Sans surprise, le 18ème congrès du Parti communiste chinois a consacré mercredi le successeur de Hu Jintao, Xi Jinping, à la tête de l’instance politique et du pays. Fils d’un ancien compagnon de route de Mao, le président de la deuxième puissance économique mondiale est, à bien des égards, une personnalité énigmatique. Portrait.

Tandis que s’ouvre à Pékin le congrès du Parti communiste, qui renouvelle ses instances dirigeantes,LeVif.be est parti sur les traces du nouveau maître du pays.

De ses sept années passées à Liangjiahe, un village déshérité où il fut envoyé durant la Révolution culturelle, en 1969, Xi Jinping a retenu que les épreuves affinent l’homme: « Une épée s’affûte sur la meule, comme le caractère dans l’adversité », a écrit l’homme appelé à devenir, dans les prochains jours, le nouveau maître de la Chine. Aujourd’hui, dans ce bourg reculé du centre du pays, ceux qui l’ont connu se souviennent d’un garçon qui, lorsqu’il n’était pas accaparé par les travaux manuels, consacrait le plus clair de son temps à la lecture, dans l’une de ces maisons creusées dans la roche, typiques du nord de la province du Shaanxi. « Il était difficile de lier connaissance avec lui », raconte un vieil homme sans ralentir le pas, car on lui a ordonné de ne pas parler aux étrangers. « Il restait à la maison et lisait beaucoup », se souvient une dame, âgée de 56 ans.

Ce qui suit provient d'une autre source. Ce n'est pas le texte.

//! Debug tracing infrastructure for development diagnostics
//!
//! Provides structured logging with scoped filtering for debugging
//! trigger detection, picker sessions, and validation verdicts.
//!
//! # Usage
//!
//! Configure via RUST_LOG environment variable:
//! - `RUST_LOG=debug` - all debug logs
//! - `RUST_LOG=formula::trigger=trace,formula::update=debug` - scoped filtering
//!
//! # Log Files
//!
//! Logs are written to `~/.config/formula-editor/logs/formula.log` with
//! daily rotation. File logging uses debug level by default for more
//! verbose troubleshooting.

use tracing_subscriber::{fmt, layer::SubscriberExt, util::SubscriberInitExt, EnvFilter, Layer};

/// Initialize tracing subscriber with console and file logging
///
/// Console output respects RUST_LOG env var for filtering. File logging
/// writes to `~/.config/formula-editor/logs/formula.log` with daily
/// rotation. Hosts embedding the core call this once at startup.
pub fn init() {
    let console_filter =
        EnvFilter::try_from_default_env().unwrap_or_else(|_| EnvFilter::new("warn"));

    // Console layer - respects RUST_LOG
    let console_layer = fmt::layer()
        .with_target(true)
        .with_line_number(true)
        .with_filter(console_filter);

    // File layer - always debug level for troubleshooting
    let file_layer = match crate::config_paths::ensure_logs_dir() {
        Ok(logs_dir) => {
            let file_appender = tracing_appender::rolling::daily(logs_dir, "formula.log");
            Some(
                fmt::layer()
                    .with_writer(file_appender)
                    .with_ansi(false)
                    .with_target(true)
                    .with_line_number(true)
                    .with_filter(EnvFilter::new("debug")),
            )
        }
        Err(e) => {
            eprintln!("Warning: Could not initialize file logging: {}", e);
            None
        }
    };

    tracing_subscriber::registry()
        .with(console_layer)
        .with(file_layer)
        .init();
}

Tandis qu’elle évoque ses souvenirs du jeune Xi, une bande de petites frappes pénètre soudain dans la cour attenante et interroge la malheureuse, avant de menacer l’envoyé spécial du Vif/ L’Express de l’écraser en voiture s’il s’aventure plus loin.

Pour devenir président, ne surtout pas avoir le moindre charisme

Manifestement, il est interdit d’en apprendre davantage sur Xi Jinping, 59 ans, qui prendra la tête du Parti communiste chinois (PCC) après l’ouverture, le 8 novembre, de son 18e Congrès. Promis à la présidence du pays, en mars 2013, il succédera à Hu Jintao et sera alors, en d’autres termes, l’un des hommes les plus puissants de la planète. Pour autant, son « programme » demeure largement inconnu. Et cette énigme est, à y regarder de plus près, l’une des clefs de son triomphe: dans ce pays, gravir les échelons du pouvoir suppose de se faire discret, de ne pas manifester ouvertement sa personnalité et de faire l’inverse, en somme, d’un présidentiable à l’occidentale.
« Pour devenir président de la Chine, il faut répondre à trois exigences: être passé avec brio par les écoles du Parti, avoir dirigé une grande ville ou une province et avoir su gérer une crise, mais il faut surtout réussir à faire toutes ces choses sans le moindre charisme », s’amuse Robert Theleen, président d’un fonds d’investissement et vice-président de la chambre de commerce américaine à Shanghai, résidant en Chine depuis trente-deux ans.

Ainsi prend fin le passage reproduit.